**WHAT YOU HAVE TO DO**.
In the entries that follow, the lines from the one with "pub struct HandlerResponse" through the one with "with a warning." are the ones to write out, exactly and with both ends included. Nothing else should appear.

[Opening EXTRACTED MATERIAL section]

//! The synchronous handler contract.
//!
//! Handlers receive a fully buffered [`HandlerRequest`] and must populate a
//! [`HandlerResponse`] before returning. A handler never touches the live
//! connection: the request value is detached and owned, so the same handler
//! can run inline on the event-loop thread or on a worker thread.
//!
//! # Example
//!
//! ```
//! use argus_core::{Handler, HandlerRequest, HandlerResponse};
//! use http::StatusCode;
//!
//! fn get_stream(req: &HandlerRequest, res: &mut HandlerResponse) {
//!     match req.capture(0) {
//!         Some(name) => res.json(&serde_json::json!({ "name": name })),
//!         None => res.error(StatusCode::BAD_REQUEST, "missing stream name"),
//!     }
//! }
//!
//! let mut req = HandlerRequest::new(http::Method::GET, "/api/streams/front");
//! req.set_captures(vec!["front".to_string()]);
//! let mut res = HandlerResponse::new();
//! get_stream.handle(&req, &mut res);
//! assert_eq!(res.status(), StatusCode::OK);
//! ```

use std::any::Any;
use std::sync::Arc;

use bytes::Bytes;
use http::{HeaderMap, HeaderName, HeaderValue, Method, StatusCode};
use serde::de::DeserializeOwned;
use serde::Serialize;

use crate::context::{ConnectionId, Principal, RequestId};
use crate::error::CoreError;

/// Opaque owner reference handed to every handler invocation.
pub type Owner = Arc<dyn Any + Send + Sync>;

/// Where a registered handler executes.
#[derive(Debug, Clone, Copy, PartialEq, Eq, Default)]
pub enum ExecutionMode {
    /// Runs on the event-loop thread. Must not block.
    #[default]
    Inline,
    /// Submitted to the worker pool; may block on disk, database or network.
    Worker,
}

/// A request handler.
///
/// Implemented for every `Fn(&HandlerRequest, &mut HandlerResponse)` that is
/// `Send + Sync + 'static`.
pub trait Handler: Send + Sync + 'static {
    /// Handles a request by populating `res`.
    fn handle(&self, req: &HandlerRequest, res: &mut HandlerResponse);
}

impl<F> Handler for F
where
    F: Fn(&HandlerRequest, &mut HandlerResponse) + Send + Sync + 'static,
{
    fn handle(&self, req: &HandlerRequest, res: &mut HandlerResponse) {
        self(req, res);
    }
}

/// A detached, fully buffered request.
#[derive(Clone)]
pub struct HandlerRequest {
    method: Method,
    path: String,
    query: Option<String>,
    headers: HeaderMap,
    body: Bytes,
    captures: Vec<String>,
    connection_id: ConnectionId,
    request_id: RequestId,
    principal: Principal,
    owner: Option<Owner>,
}

impl HandlerRequest {
    /// Creates a request with an empty body, no headers and fresh ids.
    #[must_use]
    pub fn new(method: Method, path: impl Into<String>) -> Self {
        Self {
            method,
            path: path.into(),
            query: None,
            headers: HeaderMap::new(),
            body: Bytes::new(),
            captures: Vec::new(),
            connection_id: ConnectionId::new(),
            request_id: RequestId::new(),
            principal: Principal::Anonymous,
            owner: None,
        }
    }

    /// Sets the raw query string (without the leading `?`).
    #[must_use]
    pub fn with_query(mut self, query: impl Into<String>) -> Self {
        self.query = Some(query.into());
        self
    }

    /// Sets the request headers.
    #[must_use]
    pub fn with_headers(mut self, headers: HeaderMap) -> Self {
        self.headers = headers;
        self
    }

    /// Sets the request body.
    #[must_use]
    pub fn with_body(mut self, body: impl Into<Bytes>) -> Self {
        self.body = body.into();
        self
    }

    /// Sets the connection this request arrived on.
    #[must_use]
    pub fn with_connection_id(mut self, id: ConnectionId) -> Self {
        self.connection_id = id;
        self
    }

    /// Sets the authenticated caller.
    #[must_use]
    pub fn with_principal(mut self, principal: Principal) -> Self {
        self.principal = principal;
        self
    }

    /// Sets the opaque owner reference.
    #[must_use]
    pub fn with_owner(mut self, owner: Option<Owner>) -> Self {
        self.owner = owner;
        self
    }

    /// Replaces the wildcard captures produced by the dispatcher.
    pub fn set_captures(&mut self, captures: Vec<String>) {
        self.captures = captures;
    }

    /// Returns the request method.
    pub fn method(&self) -> &Method {
        &self.method
    }

    /// Returns the request path, without the query string.
    pub fn path(&self) -> &str {
        &self.path
    }

    /// Returns the raw query string, if any.
    pub fn query(&self) -> Option<&str> {
        self.query.as_deref()
    }

    /// Returns the first value of a query parameter, percent-decoded.
    pub fn query_param(&self, name: &str) -> Option<String> {
        query_param(self.query.as_deref()?, name)
    }

    /// Returns the request headers.
    pub fn headers(&self) -> &HeaderMap {
        &self.headers
    }

    /// Returns a header value as a string, if present and valid UTF-8.
    pub fn header(&self, name: &str) -> Option<&str> {
        self.headers.get(name).and_then(|v| v.to_str().ok())
    }

    /// Returns the request body.
    pub fn body(&self) -> &Bytes {
        &self.body
    }

    /// Deserializes the body as JSON.
    pub fn json<T: DeserializeOwned>(&self) -> Result<T, CoreError> {
        serde_json::from_slice(&self.body).map_err(|e| CoreError::invalid_body(e.to_string()))
    }

    /// Returns the wildcard capture at `index`, in pattern order.
    pub fn capture(&self, index: usize) -> Option<&str> {
        self.captures.get(index).map(String::as_str)
    }

    /// Returns all wildcard captures.
    pub fn captures(&self) -> &[String] {
        &self.captures
    }

    /// Returns the id of the connection the request arrived on.
    pub fn connection_id(&self) -> ConnectionId {
        self.connection_id
    }

    /// Returns the request id.
    pub fn request_id(&self) -> RequestId {
        self.request_id
    }

    /// Returns the authenticated caller.
    pub fn principal(&self) -> &Principal {
        &self.principal
    }

    /// Returns the owner reference downcast to `T`.
    pub fn owner<T: Any + Send + Sync>(&self) -> Option<&T> {
        self.owner.as_ref()?.downcast_ref::<T>()
    }
}

impl std::fmt::Debug for HandlerRequest {
    fn fmt(&self, f: &mut std::fmt::Formatter<'_>) -> std::fmt::Result {
        f.debug_struct("HandlerRequest")
            .field("method", &self.method)
            .field("path", &self.path)
            .field("query", &self.query)
            .field("body_len", &self.body.len())
            .field("captures", &self.captures)
            .field("connection_id", &self.connection_id)
            .field("request_id", &self.request_id)
            .field("principal", &self.principal)
            .field("has_owner", &self.owner.is_some())
            .finish_non_exhaustive()
    }
}

/// Response populated by a handler.
#[derive(Debug, Clone)]
pub struct HandlerResponse {
    status: StatusCode,
    content_type: String,
    headers: HeaderMap,
    body: Vec<u8>,
}

impl Default for HandlerResponse {
    fn default() -> Self {
        Self::new()
    }
}

impl HandlerResponse {
    /// Creates an empty `200 OK` JSON response.
    #[must_use]
    pub fn new() -> Self {
        Self {
            status: StatusCode::OK,
            content_type: "application/json".to_string(),
            headers: HeaderMap::new(),
            body: Vec::new(),
        }
    }

    /// Sets the status code.
    pub fn set_status(&mut self, status: StatusCode) {
        self.status = status;
    }

    /// Sets the content type.
    pub fn set_content_type(&mut self, content_type: impl Into<String>) {
        self.content_type = content_type.into();
    }

    /// Adds a header. Invalid names or values are ignored with a warning.
    pub fn insert_header(&mut self, name: &str, value: &str) {
        match (
            HeaderName::from_bytes(name.as_bytes()),
            HeaderValue::from_str(value),
        ) {
            (Ok(name), Ok(value)) => {
                self.headers.insert(name, value);
            }
            _ => tracing::warn!(header = name, "handler set an invalid response header"),
        }
    }

    /// Replaces the body with raw bytes.
    pub fn set_body(&mut self, body: impl Into<Vec<u8>>) {
        self.body = body.into();
    }

    /// Serializes `value` as the JSON body.
    pub fn json<T: Serialize>(&mut self, value: &T) {
        match serde_json::to_vec(value) {
            Ok(body) => {
                self.content_type = "application/json".to_string();
                self.body = body;
            }
            Err(e) => {
                tracing::error!(error = %e, "failed to serialize handler response");
                self.error(StatusCode::INTERNAL_SERVER_ERROR, "failed to encode response");
            }
        }
    }

    /// Sets a plain-text body.
    pub fn text(&mut self, text: impl Into<String>) {
        self.content_type = "text/plain; charset=utf-8".to_string();
        self.body = text.into().into_bytes();
    }

    /// Sets an error status with a `{"error": message}` body.
    pub fn error(&mut self, status: StatusCode, message: &str) {
        self.status = status;
        self.content_type = "application/json".to_string();
        self.body = serde_json::json!({ "error": message }).to_string().into_bytes();
    }

    /// Returns the status code.
    pub fn status(&self) -> StatusCode {
        self.status
    }

    /// Returns the content type.
    pub fn content_type(&self) -> &str {
        &self.content_type
    }

    /// Returns the extra headers.
    pub fn headers(&self) -> &HeaderMap {
        &self.headers
    }

    /// Returns the body.
    pub fn body(&self) -> &[u8] {
        &self.body
    }

    /// Splits the response into its parts.
    pub fn into_parts(self) -> (StatusCode, String, HeaderMap, Vec<u8>) {
        (self.status, self.content_type, self.headers, self.body)
    }
}

fn query_param(query: &str, name: &str) -> Option<String> {
    query.split('&').find_map(|pair| {
        let (key, value) = pair.split_once('=').unwrap_or((pair, ""));
        let key = urlencoding::decode(key).ok()?;
        if key != name {
            return None;
        }
        let value = value.replace('+', " ");
        urlencoding::decode(&value).ok().map(|v| v.into_owned())
    })
}

#[cfg(test)]
mod tests {
    use super::*;
    use serde::Deserialize;

    #[test]
    fn test_closure_implements_handler() {
        let handler = |_req: &HandlerRequest, res: &mut HandlerResponse| res.text("ok");
        let req = HandlerRequest::new(Method::GET, "/");
        let mut res = HandlerResponse::new();
        handler.handle(&req, &mut res);
        assert_eq!(res.body(), b"ok");
        assert_eq!(res.content_type(), "text/plain; charset=utf-8");
    }

    #[test]
    fn test_query_param_decoding() {
        let req = HandlerRequest::new(Method::GET, "/api/ws")
            .with_query("client_id=abc%20def&x=1&flag");
        assert_eq!(req.query_param("client_id").as_deref(), Some("abc def"));
        assert_eq!(req.query_param("x").as_deref(), Some("1"));
        assert_eq!(req.query_param("flag").as_deref(), Some(""));
        assert_eq!(req.query_param("missing"), None);
    }

    #[test]
    fn test_query_param_plus_is_space() {
        let req = HandlerRequest::new(Method::GET, "/").with_query("q=front+door");
        assert_eq!(req.query_param("q").as_deref(), Some("front door"));
    }

    #[test]
    fn test_query_param_without_query() {
        let req = HandlerRequest::new(Method::GET, "/");
        assert_eq!(req.query_param("anything"), None);
    }

    #[test]
    fn test_json_body() {
        #[derive(Deserialize)]
        struct Body {
            name: String,
        }

        let req = HandlerRequest::new(Method::POST, "/api/streams")
            .with_body(r#"{"name":"garage"}"#);
        let body: Body = req.json().unwrap();
        assert_eq!(body.name, "garage");

        let bad = HandlerRequest::new(Method::POST, "/").with_body("not json");
        assert!(matches!(bad.json::<Body>(), Err(CoreError::InvalidBody(_))));
    }

    #[test]
    fn test_captures() {
        let mut req = HandlerRequest::new(Method::GET, "/api/streaming/cam1/hls/segment_4.ts");
        req.set_captures(vec!["cam1".into(), "4".into()]);
        assert_eq!(req.capture(0), Some("cam1"));
        assert_eq!(req.capture(1), Some("4"));
        assert_eq!(req.capture(2), None);
        assert_eq!(req.captures().len(), 2);
    }

    #[test]
    fn test_owner_downcast() {
        struct AppState {
            name: &'static str,
        }

        let owner: Owner = Arc::new(AppState { name: "nvr" });
        let req = HandlerRequest::new(Method::GET, "/").with_owner(Some(owner));
        assert_eq!(req.owner::<AppState>().map(|s| s.name), Some("nvr"));
        assert!(req.owner::<String>().is_none());
    }

    #[test]
    fn test_response_defaults() {
        let res = HandlerResponse::new();
        assert_eq!(res.status(), StatusCode::OK);
        assert_eq!(res.content_type(), "application/json");
        assert!(res.body().is_empty());
    }

    #[test]
    fn test_response_error_body() {
        let mut res = HandlerResponse::new();
        res.error(StatusCode::NOT_FOUND, "stream not found");
        assert_eq!(res.status(), StatusCode::NOT_FOUND);
        let value: serde_json::Value = serde_json::from_slice(res.body()).unwrap();
        assert_eq!(value["error"], "stream not found");
    }

    #[test]
    fn test_response_json_and_headers() {
        let mut res = HandlerResponse::new();
        res.json(&serde_json::json!({"ok": true}));
        res.insert_header("x-total-count", "3");
        res.insert_header("bad header", "x");
        assert_eq!(res.headers().get("x-total-count").unwrap(), "3");
        assert_eq!(res.headers().len(), 1);

        let (status, content_type, _, body) = res.into_parts();
        assert_eq!(status, StatusCode::OK);
        assert_eq!(content_type, "application/json");
        assert_eq!(body, br#"{"ok":true}"#);
    }

    #[test]
    fn test_execution_mode_default_is_inline() {
        assert_eq!(ExecutionMode::default(), ExecutionMode::Inline);
    }
}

[Closing EXTRACTED MATERIAL section]

**TASK OUTPUT**.
pub struct HandlerResponse {
    status: StatusCode,
    content_type: String,
    headers: HeaderMap,
    body: Vec<u8>,
}

impl Default for HandlerResponse {
    fn default() -> Self {
        Self::new()
    }
}

impl HandlerResponse {
    /// Creates an empty `200 OK` JSON response.
    #[must_use]
    pub fn new() -> Self {
        Self {
            status: StatusCode::OK,
            content_type: "application/json".to_string(),
            headers: HeaderMap::new(),
            body: Vec::new(),
        }
    }

    /// Sets the status code.
    pub fn set_status(&mut self, status: StatusCode) {
        self.status = status;
    }

    /// Sets the content type.
    pub fn set_content_type(&mut self, content_type: impl Into<String>) {
        self.content_type = content_type.into();
    }

    /// Adds a header. Invalid names or values are ignored with a warning.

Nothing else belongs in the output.